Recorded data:
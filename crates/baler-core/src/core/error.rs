use thiserror::Error;

pub type BalerResult<T> = Result<T, BalerError>;

#[derive(Error, Debug)]
pub enum BalerError {
    #[error("IO error: {0}")]
    Io(#[from] std::io::Error),

    #[error("YAML parsing error: {0}")]
    Yaml(#[from] serde_yaml::Error),

    #[error("WalkDir error: {0}")]
    WalkDir(#[from] walkdir::Error),

    #[error("Path error: {0}")]
    Path(String),

    #[error("Configuration error: {0}")]
    Config(String),

    #[error("Manifest error: {0}")]
    Manifest(String),

    #[error("Mail error: {0}")]
    Mail(String),

    /// The workspace was not bootstrapped by the expected boot mechanism.
    #[error("Precondition failed: {0}")]
    PreconditionFailed(String),

    #[error("Copy failed: {0}")]
    CopyFailed(String),

    #[error("Dependency packaging failed: {0}")]
    DependencyPackagingFailed(String),

    #[error("Boot validation failed: {0}")]
    BootValidationFailed(String),

    #[error("Install failed: {0}")]
    InstallFailed(String),

    /// The staged tree is left in place when this is raised.
    #[error("Compression failed: {0}")]
    CompressionFailed(String),

    #[error("Revert failed: {0}")]
    RevertFailed(String),
}

impl BalerError {
    /// True for the stage failures the archive workflow can report.
    pub fn is_stage_failure(&self) -> bool {
        matches!(
            self,
            Self::PreconditionFailed(_)
                | Self::CopyFailed(_)
                | Self::DependencyPackagingFailed(_)
                | Self::BootValidationFailed(_)
                | Self::InstallFailed(_)
                | Self::CompressionFailed(_)
                | Self::RevertFailed(_)
        )
    }
}
use baler::archive::{ArchiveMode, ArchiveRequest, ModeController};
use baler::config::Config;
use baler::core::path::find_workspace_root;
use baler::core::{format_error_with_help, BalerError, BalerResult};
use baler::di::ServiceContainer;
use baler::workspace::WorkspaceManifest;
use std::env;
use std::process::ExitCode;

pub struct ArchiveOptions {
    pub local: bool,
    pub no_local: bool,
    pub exclude: Vec<String>,
}

impl ArchiveOptions {
    fn mode(&self) -> ArchiveMode {
        if self.no_local {
            ArchiveMode::LocalRevert
        } else if self.local {
            ArchiveMode::LocalInstall
        } else {
            ArchiveMode::FullArchive
        }
    }
}

/// Run one archive workflow; the exit code comes from its terminal state
pub fn run(options: ArchiveOptions) -> BalerResult<ExitCode> {
    let current_dir = env::current_dir()
        .map_err(|e| BalerError::Path(format!("Failed to get current directory: {}", e)))?;

    let workspace_root = find_workspace_root(&current_dir)?;
    let manifest = WorkspaceManifest::load(&workspace_root)?;
    let config = Config::load()?;

    let request = ArchiveRequest::new(
        options.mode(),
        &workspace_root,
        &manifest.name,
        &manifest.version,
    )
    .exclude(config.exclude.iter().cloned())
    .exclude(manifest.exclude.iter().cloned())
    .exclude(options.exclude);

    tracing::debug!(
        root = %workspace_root.display(),
        mode = ?request.mode,
        excluded = ?request.excluded_paths,
        "starting archive run"
    );

    let services = ServiceContainer::new(config);
    tracing::debug!(
        copier = services.copier().name(),
        compressor = services.compressor().name(),
        "selected providers"
    );

    let report = ModeController::new(services).run(&request);

    match &report.error {
        Some(error) => eprintln!("\n{}", format_error_with_help(error)),
        None => {
            if let Some(message) = report.last_message() {
                println!("✓ {}", message);
            }
            if let Some(artifact) = &report.artifact {
                println!("  Archive: {}", artifact.display());
            }
        }
    }

    Ok(ExitCode::from(report.exit_code()))
}

#[cfg(test)]
mod tests {
    use super::*;

    fn options(local: bool, no_local: bool) -> ArchiveOptions {
        ArchiveOptions {
            local,
            no_local,
            exclude: Vec::new(),
        }
    }

    #[test]
    fn test_mode_from_flags() {
        assert_eq!(options(false, false).mode(), ArchiveMode::FullArchive);
        assert_eq!(options(true, false).mode(), ArchiveMode::LocalInstall);
        assert_eq!(options(false, true).mode(), ArchiveMode::LocalRevert);
    }
}
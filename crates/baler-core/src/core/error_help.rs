//! Operator hints attached to errors when they reach the terminal.

use crate::core::error::BalerError;

/// Provides a follow-up suggestion for an error, if one is known.
pub trait ErrorHelp {
    fn help(&self) -> Option<String>;
}

impl ErrorHelp for BalerError {
    fn help(&self) -> Option<String> {
        match self {
            BalerError::PreconditionFailed(_) => Some(
                "An archive can only be created after your application is running the \
                 latest boot system.\n\
                 Run the application's setup command to update it (e.g. `<app> setup`) \
                 and then try again."
                    .to_string(),
            ),
            BalerError::CopyFailed(_) => Some(
                "Check that the workspace is readable and that there is enough free space \
                 under tmp/."
                    .to_string(),
            ),
            BalerError::DependencyPackagingFailed(_) => Some(
                "Make sure the dependency manager can resolve every dependency with network \
                 access, then re-run the archive."
                    .to_string(),
            ),
            BalerError::BootValidationFailed(_) => Some(
                "The vendored tree could not boot the application. Run the application's \
                 `-v` check in the workspace to see the underlying error."
                    .to_string(),
            ),
            BalerError::InstallFailed(_) => Some(
                "Installing from the lockfile failed. Inspect the dependency manager output above."
                    .to_string(),
            ),
            BalerError::CompressionFailed(_) => Some(
                "The staged directory was kept under tmp/ for inspection.".to_string(),
            ),
            BalerError::RevertFailed(_) => Some(
                "The vendor directory was removed but the application did not boot. \
                 Re-install dependencies with the dependency manager."
                    .to_string(),
            ),
            BalerError::Manifest(_) => Some(
                "Create a baler.yaml with `name` and `version` at the workspace root.".to_string(),
            ),
            _ => None,
        }
    }
}

/// Format an error message, appending its help text when available.
pub fn format_error_with_help(error: &BalerError) -> String {
    match error.help() {
        Some(help) => format!("Error: {}\n\n  Help: {}", error, help),
        None => format!("Error: {}", error),
    }
}
use baler::config::Config;
use baler::core::path::config_file;
use baler::core::{BalerError, BalerResult};

pub fn show() -> BalerResult<()> {
    let config = Config::load()?;
    let content = serde_yaml::to_string(&config)
        .map_err(|e| BalerError::Config(format!("Failed to serialize config: {}", e)))?;

    println!("# {}", config_file()?.display());
    print!("{}", content);
    Ok(())
}

pub fn set_gem_dir(path: String) -> BalerResult<()> {
    let mut config = Config::load()?;
    config.gem_install_dir = Some(path);
    config.save()?;

    println!("✓ Dependency install directory set to: {}", config.gem_install_dir()?.display());
    Ok(())
}
use std::collections::BTreeSet;
use std::ffi::OsStr;
use std::path::{Component, Path};

/// Transient directories never carried into an archive
pub const DEFAULT_EXCLUDED_DIRS: &[&str] = &[
    ".bundle", "output", "tmp", "web", "waves", ".git", ".ref", "dist", "log", ".lsf", ".session",
];

/// Decides which workspace paths stay out of a snapshot
///
/// Excluded entries are anchored at the workspace root and matched segment by
/// segment: excluding `tmp` drops `tmp/` but keeps `tmp2/` and `src/tmp/`.
/// Metadata directory names match at any depth.
#[derive(Debug, Clone)]
pub struct PathFilter {
    excluded: BTreeSet<String>,
    metadata_dirs: BTreeSet<String>,
}

impl PathFilter {
    /// Default excluded set unioned with `extra`
    pub fn new<I, S>(extra: I) -> Self
    where
        I: IntoIterator<Item = S>,
        S: AsRef<str>,
    {
        let excluded = DEFAULT_EXCLUDED_DIRS
            .iter()
            .map(|d| d.to_string())
            .chain(extra.into_iter().filter_map(|d| normalize(d.as_ref())))
            .collect();

        Self {
            excluded,
            metadata_dirs: BTreeSet::new(),
        }
    }

    /// Set the directory names stripped at any depth
    pub fn with_metadata_dirs<I, S>(mut self, names: I) -> Self
    where
        I: IntoIterator<Item = S>,
        S: Into<String>,
    {
        self.metadata_dirs = names.into_iter().map(Into::into).collect();
        self
    }

    /// Check a path relative to the workspace root
    pub fn is_excluded(&self, relative: &Path) -> bool {
        is_excluded(relative, &self.excluded)
    }

    /// Check a single directory name against the metadata set
    pub fn is_metadata_dir(&self, name: &OsStr) -> bool {
        name.to_str()
            .map(|n| self.metadata_dirs.contains(n))
            .unwrap_or(false)
    }

    /// Excluded entries in sorted order
    pub fn excluded(&self) -> impl Iterator<Item = &str> {
        self.excluded.iter().map(String::as_str)
    }

    /// Anchored `--exclude /<dir>` pairs for rsync
    pub fn rsync_excludes(&self) -> Vec<String> {
        self.excluded
            .iter()
            .flat_map(|d| ["--exclude".to_string(), format!("/{}", d)])
            .collect()
    }
}

/// True if `relative` falls under one of the `excluded` root-anchored entries
pub fn is_excluded(relative: &Path, excluded: &BTreeSet<String>) -> bool {
    let segments: Vec<&OsStr> = relative
        .components()
        .filter_map(|c| match c {
            Component::Normal(s) => Some(s),
            _ => None,
        })
        .collect();

    if segments.is_empty() {
        return false;
    }

    excluded.iter().any(|entry| {
        let entry_segments: Vec<&str> = entry.split('/').collect();
        entry_segments.len() <= segments.len()
            && entry_segments
                .iter()
                .zip(&segments)
                .all(|(e, s)| OsStr::new(e) == *s)
    })
}

/// Root-anchored form of a user exclude entry
///
/// A leading `/` anchors at the root as in rsync patterns. Entries with `..`,
/// a drive prefix or nothing left after trimming are dropped: they would
/// point outside the tree being filtered.
fn normalize(entry: &str) -> Option<String> {
    let trimmed = entry.trim().trim_matches('/');
    let mut segments = Vec::new();

    for component in Path::new(trimmed).components() {
        match component {
            Component::Normal(segment) => segments.push(segment.to_str()?),
            Component::CurDir => {}
            Component::ParentDir | Component::RootDir | Component::Prefix(_) => {
                tracing::warn!(entry, "ignoring exclude entry that leaves the workspace");
                return None;
            }
        }
    }

    if segments.is_empty() {
        None
    } else {
        Some(segments.join("/"))
    }
}
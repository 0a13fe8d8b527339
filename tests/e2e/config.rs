use super::*;

#[test]
fn test_config_show_defaults() {
    let ctx = TestContext::new();

    ctx.baler()
        .args(["config", "show"])
        .assert()
        .success()
        .stdout(predicate::str::contains("archive_extension: tar.gz"))
        .stdout(predicate::str::contains("vendor_dir: vendor/gems"));
}

#[cfg(target_os = "linux")]
#[test]
fn test_set_gem_dir_persists() {
    let ctx = TestContext::new();

    ctx.baler()
        .args(["config", "set-gem-dir", "/opt/gems"])
        .assert()
        .success()
        .stdout(predicate::str::contains("/opt/gems"));

    ctx.temp
        .child("config/baler/config.yaml")
        .assert(predicate::str::contains("gem_install_dir: /opt/gems"));

    ctx.baler()
        .args(["config", "show"])
        .assert()
        .success()
        .stdout(predicate::str::contains("gem_install_dir: /opt/gems"));
}

#[cfg(target_os = "linux")]
#[test]
fn test_invalid_config_is_reported() {
    let ctx = TestContext::new();
    ctx.write_config("exclude: [unterminated\n");

    ctx.baler()
        .args(["config", "show"])
        .assert()
        .failure()
        .stderr(predicate::str::contains("Configuration error"));
}
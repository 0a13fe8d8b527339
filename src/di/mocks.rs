//! Mock implementations of service traits for testing

use super::traits::CommandRunner;
use crate::core::BalerResult;
use baler_core::process::{Invocation, RunStatus};
use std::sync::{Arc, Mutex};

type Hook = Arc<dyn Fn(&Invocation) + Send + Sync>;

/// Mock command runner for testing
///
/// Records every invocation and succeeds unless told otherwise. Rules match
/// on a substring of the invocation's display form (`program arg1 arg2 ...`).
///
/// # Example
///
/// ```
/// use baler::di::mocks::MockCommandRunner;
/// use baler::di::CommandRunner;
/// use baler_core::process::Invocation;
///
/// let runner = MockCommandRunner::new();
/// runner.fail_when("bundle package", 7);
///
/// let status = runner.run(&Invocation::new("bundle").arg("package")).unwrap();
/// assert_eq!(status.code, Some(7));
/// assert_eq!(runner.commands(), vec!["bundle package"]);
/// ```
#[derive(Clone, Default)]
pub struct MockCommandRunner {
    calls: Arc<Mutex<Vec<Invocation>>>,
    failures: Arc<Mutex<Vec<(String, i32)>>>,
    unstartable: Arc<Mutex<Vec<String>>>,
    hooks: Arc<Mutex<Vec<(String, Hook)>>>,
}

impl MockCommandRunner {
    /// Create a runner where every command succeeds
    pub fn new() -> Self {
        Self::default()
    }

    /// Exit with `code` for invocations containing `needle`
    pub fn fail_when(&self, needle: &str, code: i32) {
        self.failures
            .lock()
            .unwrap()
            .push((needle.to_string(), code));
    }

    /// Fail to start invocations containing `needle`
    pub fn unstartable(&self, needle: &str) {
        self.unstartable.lock().unwrap().push(needle.to_string());
    }

    /// Run `hook` whenever an invocation containing `needle` is started
    pub fn on<F>(&self, needle: &str, hook: F)
    where
        F: Fn(&Invocation) + Send + Sync + 'static,
    {
        self.hooks
            .lock()
            .unwrap()
            .push((needle.to_string(), Arc::new(hook)));
    }

    /// All invocations, in order
    pub fn calls(&self) -> Vec<Invocation> {
        self.calls.lock().unwrap().clone()
    }

    /// Display form of all invocations, in order
    pub fn commands(&self) -> Vec<String> {
        self.calls().iter().map(|c| c.to_string()).collect()
    }

    /// Index of the first invocation containing `needle`
    pub fn position(&self, needle: &str) -> Option<usize> {
        self.calls().iter().position(|c| c.matches(needle))
    }
}

impl CommandRunner for MockCommandRunner {
    fn run(&self, invocation: &Invocation) -> BalerResult<RunStatus> {
        self.calls.lock().unwrap().push(invocation.clone());

        if self
            .unstartable
            .lock()
            .unwrap()
            .iter()
            .any(|needle| invocation.matches(needle))
        {
            return Err(std::io::Error::new(
                std::io::ErrorKind::NotFound,
                format!("{}: command not found", invocation.program.display()),
            )
            .into());
        }

        let hooks: Vec<Hook> = self
            .hooks
            .lock()
            .unwrap()
            .iter()
            .filter(|(needle, _)| invocation.matches(needle))
            .map(|(_, hook)| hook.clone())
            .collect();
        for hook in hooks {
            hook(invocation);
        }

        let code = self
            .failures
            .lock()
            .unwrap()
            .iter()
            .find(|(needle, _)| invocation.matches(needle))
            .map(|(_, code)| *code)
            .unwrap_or(0);

        Ok(RunStatus::from_code(code))
    }
}
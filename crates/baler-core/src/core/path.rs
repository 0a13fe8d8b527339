use crate::core::error::{BalerError, BalerResult};
use std::fs;
use std::path::{Path, PathBuf};

/// Name of the workspace manifest file.
pub const MANIFEST_FILE: &str = "baler.yaml";

/// Get the Baler home directory
///
/// Platform-specific locations:
/// - Windows: %APPDATA%\baler
/// - Linux: ~/.config/baler
/// - macOS: ~/Library/Application Support/baler
pub fn baler_home() -> BalerResult<PathBuf> {
    let config_dir = dirs::config_dir()
        .ok_or_else(|| BalerError::Path("Could not determine config directory".to_string()))?;
    Ok(config_dir.join("baler"))
}

/// Get the site config file path (`<baler home>/config.yaml`)
pub fn config_file() -> BalerResult<PathBuf> {
    Ok(baler_home()?.join("config.yaml"))
}

/// Boot marker generated by the application's bootstrap (`<root>/lbin/<app>`)
pub fn binstub_path(root: &Path, app_name: &str) -> PathBuf {
    root.join("lbin").join(app_name)
}

/// Workspace temporary directory (`<root>/tmp`), the staging root
pub fn tmp_dir(root: &Path) -> PathBuf {
    root.join("tmp")
}

/// Staged copy of the workspace (`<root>/tmp/<name>`)
pub fn staged_dir(root: &Path, name: &str) -> PathBuf {
    tmp_dir(root).join(name)
}

/// Final artifact (`<root>/tmp/<name>.<ext>`)
pub fn artifact_path(root: &Path, name: &str, extension: &str) -> PathBuf {
    tmp_dir(root).join(format!("{}.{}", name, extension))
}

/// Intermediate copy used when no native copy-with-exclude tool exists
/// (`<root>/../<app>_copy`)
pub fn intermediate_copy_dir(root: &Path, app_name: &str) -> PathBuf {
    let parent = root.parent().unwrap_or(root);
    parent.join(format!("{}_copy", app_name))
}

/// Find the workspace root by looking for baler.yaml in `start` or its parents
pub fn find_workspace_root(start: &Path) -> BalerResult<PathBuf> {
    let mut current = start.to_path_buf();

    loop {
        if current.join(MANIFEST_FILE).exists() {
            return Ok(current);
        }

        if let Some(parent) = current.parent() {
            current = parent.to_path_buf();
        } else {
            return Err(BalerError::Path(format!(
                "Could not find {} in current directory or parents",
                MANIFEST_FILE
            )));
        }
    }
}

/// Ensure a directory exists, creating it if necessary
pub fn ensure_dir(path: &Path) -> BalerResult<()> {
    if !path.exists() {
        fs::create_dir_all(path)?;
    }
    Ok(())
}

/// Remove a file, symlink or directory tree if it exists.
///
/// Symlinks are unlinked, never followed. Returns whether anything was removed.
pub fn remove_path(path: &Path) -> BalerResult<bool> {
    let metadata = match fs::symlink_metadata(path) {
        Ok(metadata) => metadata,
        Err(e) if e.kind() == std::io::ErrorKind::NotFound => return Ok(false),
        Err(e) => return Err(e.into()),
    };

    if metadata.is_dir() {
        fs::remove_dir_all(path)?;
    } else {
        fs::remove_file(path)?;
    }
    Ok(true)
}

/// Expand a leading `~` to the user's home directory
pub fn expand_home(path: &str) -> PathBuf {
    if path == "~" {
        if let Some(home) = dirs::home_dir() {
            return home;
        }
    } else if let Some(rest) = path.strip_prefix("~/") {
        if let Some(home) = dirs::home_dir() {
            return home.join(rest);
        }
    }
    PathBuf::from(path)
}

#[cfg(test)]
mod tests {
    use super::*;
    use tempfile::TempDir;

    #[test]
    fn test_find_workspace_root() {
        let temp = TempDir::new().unwrap();
        let workspace = temp.path().join("myapp");
        fs::create_dir_all(workspace.join("src")).unwrap();
        fs::write(workspace.join(MANIFEST_FILE), "name: myapp\nversion: 1.0.0\n").unwrap();

        let found = find_workspace_root(&workspace.join("src")).unwrap();
        assert_eq!(found, workspace);
    }

    #[test]
    fn test_layout_paths() {
        let root = Path::new("/work/myapp");
        assert_eq!(binstub_path(root, "myapp"), Path::new("/work/myapp/lbin/myapp"));
        assert_eq!(
            staged_dir(root, "myapp-1.2.0"),
            Path::new("/work/myapp/tmp/myapp-1.2.0")
        );
        assert_eq!(
            artifact_path(root, "myapp-1.2.0", "tar.gz"),
            Path::new("/work/myapp/tmp/myapp-1.2.0.tar.gz")
        );
        assert_eq!(
            intermediate_copy_dir(root, "myapp"),
            Path::new("/work/myapp_copy")
        );
    }

    #[test]
    fn test_remove_path_handles_files_dirs_and_missing() {
        let temp = TempDir::new().unwrap();
        let dir = temp.path().join("dir");
        fs::create_dir_all(dir.join("nested")).unwrap();
        let file = temp.path().join("file.txt");
        fs::write(&file, "x").unwrap();

        assert!(remove_path(&dir).unwrap());
        assert!(remove_path(&file).unwrap());
        assert!(!remove_path(&temp.path().join("missing")).unwrap());
        assert!(!dir.exists());
        assert!(!file.exists());
    }

    #[cfg(unix)]
    #[test]
    fn test_remove_path_unlinks_symlink_without_following() {
        let temp = TempDir::new().unwrap();
        let target = temp.path().join("target");
        fs::create_dir_all(&target).unwrap();
        fs::write(target.join("keep.txt"), "x").unwrap();
        let link = temp.path().join("link");
        std::os::unix::fs::symlink(&target, &link).unwrap();

        assert!(remove_path(&link).unwrap());
        assert!(!link.exists());
        assert!(target.join("keep.txt").exists());
    }

    #[test]
    fn test_ensure_dir() {
        let temp = TempDir::new().unwrap();
        let dir = temp.path().join("a").join("b");

        ensure_dir(&dir).unwrap();
        assert!(dir.is_dir());
    }

    #[test]
    fn test_expand_home_leaves_plain_paths() {
        assert_eq!(expand_home("/opt/gems"), PathBuf::from("/opt/gems"));
    }
}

Aim of the exercise:
What is the number of lines in the preceding entries that hold the string "program"? Give it alone.

Expected answer:
2